Given the staggering magnitude of equity grants handed to Big Tech insiders today, ignoring SBC in FCF calculations is not a benign accounting quirk—it is a structural distortion. Excluding a massive, recurring operational cost from cash flow metrics represents a deliberate attempt by management to obfuscate economic reality from the true owners of the business. It is a fundamental governance red flag. At Berkshire Hathaway, where cash compensation is the standard, such accounting games are non-existent; if Berkshire ever utilized equity incentives, management would display the candor to account for them transparently.
The structural hypocrisy deepens when evaluating capital allocation. Management frequently deploys billions in hard cash to repurchase shares—often at or above intrinsic value—for the sole purpose of neutralizing the dilution caused by these very same equity grants. Masking an escalating share count by burning cash on non-accretive buybacks is a egregious transfer of value from external shareholders to insiders.

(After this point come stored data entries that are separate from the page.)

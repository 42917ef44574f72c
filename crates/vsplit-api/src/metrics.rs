//! Prometheus metrics.

use std::time::Instant;

use axum::body::Body;
use axum::http::Request;
use axum::middleware::Next;
use axum::response::Response;
use metrics::{counter, histogram};
use metrics_exporter_prometheus::{PrometheusBuilder, PrometheusHandle};

/// Install the Prometheus recorder and return its render handle.
pub fn init_metrics() -> PrometheusHandle {
    PrometheusBuilder::new()
        .install_recorder()
        .expect("failed to install Prometheus recorder")
}

/// Record one job submission.
pub fn record_job_submitted(method: &'static str) {
    counter!("vsplit_jobs_submitted_total", "method" => method).increment(1);
}

/// Record a rate-limited request.
pub fn record_rate_limit_hit(path: &str) {
    counter!("vsplit_rate_limit_hits_total", "path" => normalize_path(path)).increment(1);
}

/// HTTP request metrics middleware.
pub async fn metrics_middleware(request: Request<Body>, next: Next) -> Response {
    let method = request.method().to_string();
    let path = normalize_path(request.uri().path());
    let start = Instant::now();

    let response = next.run(request).await;

    let status = response.status().as_u16().to_string();
    counter!(
        "vsplit_http_requests_total",
        "method" => method.clone(),
        "path" => path.clone(),
        "status" => status
    )
    .increment(1);
    histogram!(
        "vsplit_http_request_duration_seconds",
        "method" => method,
        "path" => path
    )
    .record(start.elapsed().as_secs_f64());

    response
}

/// Collapse id-like path segments so label cardinality stays bounded.
fn normalize_path(path: &str) -> String {
    path.split('/')
        .map(|segment| {
            if looks_like_id(segment) {
                ":id"
            } else {
                segment
            }
        })
        .collect::<Vec<_>>()
        .join("/")
}

fn looks_like_id(segment: &str) -> bool {
    segment.len() >= 8
        && segment
            .chars()
            .all(|c| c.is_ascii_alphanumeric() || c == '-' || c == '_' || c == '.')
        && segment.chars().any(|c| c.is_ascii_digit())
}

#[cfg(test)]
mod tests {
    use super::*;

    #[test]
    fn normalize_collapses_job_ids() {
        assert_eq!(
            normalize_path("/jobs/0aa2b9c8-6f3e-4a8a-bb1e-0c8f6f1e2d3c"),
            "/jobs/:id"
        );
        assert_eq!(
            normalize_path("/jobs/abc-12345/outputs/abc-12345_part_000.mp4"),
            "/jobs/:id/outputs/:id"
        );
    }

    #[test]
    fn normalize_keeps_static_routes() {
        assert_eq!(normalize_path("/jobs"), "/jobs");
        assert_eq!(normalize_path("/health"), "/health");
        assert_eq!(normalize_path("/metrics"), "/metrics");
    }
}
//! Retry utilities with exponential backoff.
//!
//! Used for operations against potentially flaky external services
//! (blob store uploads, store mutations).

use std::future::Future;
use std::time::Duration;
use tracing::debug;

/// Configuration for retry behavior.
#[derive(Debug, Clone)]
pub struct RetryConfig {
    /// Maximum number of retry attempts (not including the initial attempt).
    pub max_retries: u32,
    /// Base delay for exponential backoff (doubles each attempt).
    pub base_delay: Duration,
    /// Maximum delay between retries.
    pub max_delay: Duration,
    /// Operation name for logging.
    pub operation_name: String,
}

impl Default for RetryConfig {
    fn default() -> Self {
        Self {
            max_retries: 3,
            base_delay: Duration::from_millis(100),
            max_delay: Duration::from_secs(5),
            operation_name: "operation".to_string(),
        }
    }
}

impl RetryConfig {
    /// Create a new retry config with the given operation name.
    pub fn new(operation_name: impl Into<String>) -> Self {
        Self {
            operation_name: operation_name.into(),
            ..Default::default()
        }
    }

    /// Set the maximum number of retries.
    pub fn with_max_retries(mut self, max_retries: u32) -> Self {
        self.max_retries = max_retries;
        self
    }

    /// Set the base delay for exponential backoff.
    pub fn with_base_delay(mut self, base_delay: Duration) -> Self {
        self.base_delay = base_delay;
        self
    }

    /// Calculate delay for a given attempt number.
    fn delay_for_attempt(&self, attempt: u32) -> Duration {
        let delay = self.base_delay.saturating_mul(2u32.saturating_pow(attempt));
        delay.min(self.max_delay)
    }
}

/// Result of a retry operation.
#[derive(Debug)]
pub enum RetryResult<T, E> {
    /// Operation succeeded.
    Success(T),
    /// Operation failed after all retries exhausted.
    Failed { error: E, attempts: u32 },
}

/// Execute an async operation with retry and exponential backoff.
pub async fn retry_async<F, Fut, T, E>(config: &RetryConfig, operation: F) -> RetryResult<T, E>
where
    F: Fn() -> Fut,
    Fut: Future<Output = Result<T, E>>,
    E: std::fmt::Display,
{
    let mut attempt = 0u32;

    loop {
        match operation().await {
            Ok(value) => return RetryResult::Success(value),
            Err(e) if attempt < config.max_retries => {
                attempt += 1;
                let delay = config.delay_for_attempt(attempt);
                debug!(
                    "{} attempt {} failed, retrying in {:?}: {}",
                    config.operation_name, attempt, delay, e
                );
                tokio::time::sleep(delay).await;
            }
            Err(e) => {
                return RetryResult::Failed {
                    error: e,
                    attempts: attempt + 1,
                }
            }
        }
    }
}

#[cfg(test)]
mod tests {
    use super::*;

    #[test]
    fn delay_doubles_per_attempt() {
        let config = RetryConfig::new("test").with_base_delay(Duration::from_millis(100));

        assert_eq!(config.delay_for_attempt(0), Duration::from_millis(100));
        assert_eq!(config.delay_for_attempt(1), Duration::from_millis(200));
        assert_eq!(config.delay_for_attempt(2), Duration::from_millis(400));
        assert_eq!(config.delay_for_attempt(3), Duration::from_millis(800));
    }

    #[test]
    fn delay_caps_at_max() {
        let config = RetryConfig::new("test")
            .with_base_delay(Duration::from_secs(1))
            .with_max_retries(10);

        assert!(config.delay_for_attempt(10) <= Duration::from_secs(5));
    }

    #[tokio::test]
    async fn immediate_success_calls_once() {
        let config = RetryConfig::new("test");
        let call_count = std::sync::atomic::AtomicU32::new(0);

        let result = retry_async(&config, || {
            call_count.fetch_add(1, std::sync::atomic::Ordering::SeqCst);
            async { Ok::<_, String>(42) }
        })
        .await;

        assert!(matches!(result, RetryResult::Success(42)));
        assert_eq!(call_count.load(std::sync::atomic::Ordering::SeqCst), 1);
    }

    #[tokio::test]
    async fn eventual_success_after_transient_failures() {
        let config = RetryConfig::new("test").with_base_delay(Duration::from_millis(1));
        let call_count = std::sync::atomic::AtomicU32::new(0);

        let result = retry_async(&config, || {
            let count = call_count.fetch_add(1, std::sync::atomic::Ordering::SeqCst);
            async move {
                if count < 2 {
                    Err("transient error")
                } else {
                    Ok(42)
                }
            }
        })
        .await;

        assert!(matches!(result, RetryResult::Success(42)));
        assert_eq!(call_count.load(std::sync::atomic::Ordering::SeqCst), 3);
    }

    #[tokio::test]
    async fn exhaustion_reports_attempts() {
        let config = RetryConfig::new("test")
            .with_base_delay(Duration::from_millis(1))
            .with_max_retries(2);

        let result: RetryResult<(), _> =
            retry_async(&config, || async { Err::<(), _>("always fails") }).await;

        match result {
            RetryResult::Failed { attempts, .. } => assert_eq!(attempts, 3),
            other => panic!("expected failure, got {other:?}"),
        }
    }
}
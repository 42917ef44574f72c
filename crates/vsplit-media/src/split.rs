//! Per-segment encoding for each split method.

use std::path::Path;
use std::time::Duration;
use tracing::info;

use vsplit_models::{EncodingConfig, SplitConfig};

use crate::command::{FfmpegCommand, FfmpegRunner};
use crate::error::MediaResult;
use crate::plan::PlannedSegment;

/// Encodes planned segments, choosing the FFmpeg strategy per split method.
///
/// - `intervals`: stream copy. Cuts land on existing keyframes; fast and
///   lossless.
/// - `keyframes`: re-encode, forcing a keyframe every `interval` seconds so
///   segment boundaries are frame-accurate.
/// - `explicit_ranges`: re-encode for accurate cuts at arbitrary offsets.
#[derive(Debug, Clone)]
pub struct SegmentEncoder {
    encoding: EncodingConfig,
}

impl SegmentEncoder {
    pub fn new(encoding: EncodingConfig) -> Self {
        Self { encoding }
    }

    /// Build the FFmpeg command for one planned segment.
    ///
    /// `fps` is the probed source frame rate, used to size the GOP for the
    /// keyframes method (group size = interval x frame rate).
    pub fn command_for(
        &self,
        input: impl AsRef<Path>,
        output: impl AsRef<Path>,
        config: &SplitConfig,
        segment: &PlannedSegment,
        fps: f64,
    ) -> FfmpegCommand {
        let base = FfmpegCommand::new(input, output)
            .seek(segment.start)
            .duration(segment.duration());

        match config {
            SplitConfig::Intervals { .. } => base.codec_copy(),
            SplitConfig::Keyframes { interval } => {
                let gop = (interval * fps).round().max(1.0) as u32;
                base.output_args(self.encoding.to_ffmpeg_args())
                    .force_key_frames(format!("expr:gte(t,n_forced*{})", interval))
                    .gop(gop)
            }
            SplitConfig::ExplicitRanges { .. } => base.output_args(self.encoding.to_ffmpeg_args()),
        }
    }

    /// Encode one segment to the output path.
    pub async fn encode_segment(
        &self,
        input: impl AsRef<Path>,
        output: impl AsRef<Path>,
        config: &SplitConfig,
        segment: &PlannedSegment,
        fps: f64,
        timeout: Duration,
    ) -> MediaResult<()> {
        let input = input.as_ref();
        let output = output.as_ref();

        info!(
            index = segment.index,
            start = segment.start,
            end = segment.end,
            method = config.method_name(),
            "Encoding segment {} -> {}",
            input.display(),
            output.display()
        );

        let cmd = self.command_for(input, output, config, segment, fps);
        FfmpegRunner::new().with_timeout(timeout).run(&cmd).await
    }
}

#[cfg(test)]
mod tests {
    use super::*;
    use vsplit_models::TimeRange;

    fn encoder() -> SegmentEncoder {
        SegmentEncoder::new(EncodingConfig::default())
    }

    fn segment() -> PlannedSegment {
        PlannedSegment {
            index: 0,
            start: 60.0,
            end: 120.0,
        }
    }

    #[test]
    fn intervals_stream_copy() {
        let config = SplitConfig::Intervals {
            interval_duration: 60.0,
        };
        let args = encoder()
            .command_for("in.mkv", "out.mp4", &config, &segment(), 30.0)
            .build_args();

        assert!(args.contains(&"copy".to_string()));
        assert!(!args.contains(&"-force_key_frames".to_string()));
        assert!(args.contains(&"60.000".to_string()));
    }

    #[test]
    fn keyframes_forces_gop_from_fps() {
        let config = SplitConfig::Keyframes { interval: 60.0 };
        let args = encoder()
            .command_for("in.mkv", "out.mp4", &config, &segment(), 29.97)
            .build_args();

        assert!(args.contains(&"-force_key_frames".to_string()));
        assert!(args.contains(&"expr:gte(t,n_forced*60)".to_string()));
        assert!(args.contains(&"-g".to_string()));
        // 60 * 29.97 rounds to 1798
        assert!(args.contains(&"1798".to_string()));
        assert!(args.contains(&"libx264".to_string()));
        assert!(!args.contains(&"copy".to_string()));
    }

    #[test]
    fn explicit_ranges_reencode_without_forced_keyframes() {
        let config = SplitConfig::ExplicitRanges {
            ranges: vec![TimeRange::new(60.0, 120.0)],
        };
        let args = encoder()
            .command_for("in.mkv", "out.mp4", &config, &segment(), 30.0)
            .build_args();

        assert!(args.contains(&"libx264".to_string()));
        assert!(!args.contains(&"-force_key_frames".to_string()));
        assert!(!args.contains(&"copy".to_string()));
    }
}
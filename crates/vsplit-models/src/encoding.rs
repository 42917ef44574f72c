//! Encoding configuration for re-encoded split modes.

use schemars::JsonSchema;
use serde::{Deserialize, Serialize};

/// Default video codec (H.264)
pub const DEFAULT_VIDEO_CODEC: &str = "libx264";
/// Default audio codec
pub const DEFAULT_AUDIO_CODEC: &str = "aac";
/// Default encoding preset
pub const DEFAULT_PRESET: &str = "fast";
/// Default CRF (Constant Rate Factor)
pub const DEFAULT_CRF: u8 = 20;
/// Default audio bitrate
pub const DEFAULT_AUDIO_BITRATE: &str = "128k";

/// Video encoding configuration.
#[derive(Debug, Clone, Serialize, Deserialize, JsonSchema)]
pub struct EncodingConfig {
    /// Video codec (e.g., "libx264")
    #[serde(default = "default_video_codec")]
    pub codec: String,

    /// Encoding preset (e.g., "fast", "medium", "slow")
    #[serde(default = "default_preset")]
    pub preset: String,

    /// Constant Rate Factor (quality, 0-51, lower is better)
    #[serde(default = "default_crf")]
    pub crf: u8,

    /// Audio codec
    #[serde(default = "default_audio_codec")]
    pub audio_codec: String,

    /// Audio bitrate
    #[serde(default = "default_audio_bitrate")]
    pub audio_bitrate: String,
}

fn default_video_codec() -> String {
    DEFAULT_VIDEO_CODEC.to_string()
}
fn default_preset() -> String {
    DEFAULT_PRESET.to_string()
}
fn default_crf() -> u8 {
    DEFAULT_CRF
}
fn default_audio_codec() -> String {
    DEFAULT_AUDIO_CODEC.to_string()
}
fn default_audio_bitrate() -> String {
    DEFAULT_AUDIO_BITRATE.to_string()
}

impl Default for EncodingConfig {
    fn default() -> Self {
        Self {
            codec: DEFAULT_VIDEO_CODEC.to_string(),
            preset: DEFAULT_PRESET.to_string(),
            crf: DEFAULT_CRF,
            audio_codec: DEFAULT_AUDIO_CODEC.to_string(),
            audio_bitrate: DEFAULT_AUDIO_BITRATE.to_string(),
        }
    }
}

impl EncodingConfig {
    /// Returns a new config with updated CRF.
    pub fn with_crf(mut self, crf: u8) -> Self {
        self.crf = crf;
        self
    }

    /// Convert to FFmpeg output arguments.
    pub fn to_ffmpeg_args(&self) -> Vec<String> {
        vec![
            "-c:v".to_string(),
            self.codec.clone(),
            "-preset".to_string(),
            self.preset.clone(),
            "-crf".to_string(),
            self.crf.to_string(),
            "-c:a".to_string(),
            self.audio_codec.clone(),
            "-b:a".to_string(),
            self.audio_bitrate.clone(),
        ]
    }
}

#[cfg(test)]
mod tests {
    use super::*;

    #[test]
    fn default_config() {
        let config = EncodingConfig::default();
        assert_eq!(config.codec, "libx264");
        assert_eq!(config.crf, DEFAULT_CRF);
    }

    #[test]
    fn ffmpeg_args() {
        let config = EncodingConfig::default().with_crf(23);
        let args = config.to_ffmpeg_args();
        assert!(args.contains(&"-c:v".to_string()));
        assert!(args.contains(&"libx264".to_string()));
        assert!(args.contains(&"23".to_string()));
        assert!(args.contains(&"-b:a".to_string()));
    }
}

In a buoyant market driven by promotional narratives and momentum-driven participants, these structural flaws are easily ignored. The prevailing consensus treats both SBC and structural CapEx as flexible variables that can be adjusted away to justify higher valuations. Investors who accept these inflated, management-adjusted figures without haircutting the cash flows or modeling the inevitable dilution are simply deluding themselves.
Rant ends.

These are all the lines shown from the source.